Portrait of Baranowski was painted in Paris in 1918 and is considered one of the artist's most distinguished works. Sir Robert acquired it in 1937.
Sir Robert and his wife are already major benefactors of the university, having loaned their entire art collection in 1973.
The Sainsbury Centre for Visual Arts was opened to the public some five years later and also houses the school of world art and museology. The Modigliani was part of the original collection and has been on display at the centre since its opening.
Sir Robert has now decided to sell it to raise money for the Japanese unit.
Anne Ogden, spokeswoman for the university, said the Sainsbury Centre was due to celebrate its 20th anniversary next week.
"The original collection comprises thousands of paintings and sculptures. There are paintings by Henry Moore and Francis Bacon and artefacts from all over the world."

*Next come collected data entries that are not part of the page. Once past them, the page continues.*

use chat_service::config::ChatConfig;
use chat_service::startup::Application;
use service_core::observability::{init_metrics, init_tracing};
use service_core::server::shutdown_signal;

#[tokio::main]
async fn main() -> std::io::Result<()> {
    dotenvy::dotenv().ok();

    // Initialize tracing
    let log_level = std::env::var("LOG_LEVEL").unwrap_or_else(|_| "info".to_string());
    let otlp_endpoint = std::env::var("OTLP_ENDPOINT").ok();
    init_tracing("chat-service", &log_level, otlp_endpoint.as_deref());

    if let Err(e) = init_metrics() {
        tracing::warn!("Metrics disabled: {}", e);
    }

    let config = ChatConfig::load().map_err(|e| {
        tracing::error!("Failed to load configuration: {}", e);
        std::io::Error::other(format!("Configuration error: {}", e))
    })?;

    let app = Application::build(config).await.map_err(|e| {
        tracing::error!("Failed to build application: {}", e);
        std::io::Error::other(format!("Startup error: {}", e))
    })?;

    tokio::select! {
        result = app.run_until_stopped() => {
            if let Err(e) = result {
                tracing::error!("HTTP server error: {}", e);
                return Err(e);
            }
        }
        _ = shutdown_signal() => {}
    }

    Ok(())
}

She said the university was chosen because Sir Robert's daughter, Annabel Kanubus, studied maths and physics there in the late 1960s. "Sir Robert had already decided that he would like to give their collection to a university and have it displayed in a public building. He offered it to us and as we were a very new university at the time we were delighted to accept."
The original collection contains several Japanese pieces and Ms Ogden said that Sir Robert was keen to set up a research centre for Japanese cultural studies. "He is very interested in Japan and has been buying works from there for a number of years," she said.
Dame Elizabeth Esteve-Coll, adviser to the Sainsbury Collection and former vice-chancellor of the university, said the centre would provide a tremendous boost to the study of Japanese culture in Britain. Melanie Chore, deputy chairman of Sotheby's Europe and head of the company's Impressionist and Modern Art Department in London, said: "It is a great privilege to be asked to sell such a beautiful portrait. It is double rewarding to know that the proceeds are going to set up such a worthwhile educational enterprise."
In his brief working life at the forefront of Parisian avant-garde, Modigliani established himself as one of the most important artists of the 20th century.
Portrait of Baranowksi was painted two years before his death in 1920, aged 36. Baranowski was a young Polish emigre and, although he never wrote any verse, the painting has become known as The Poet.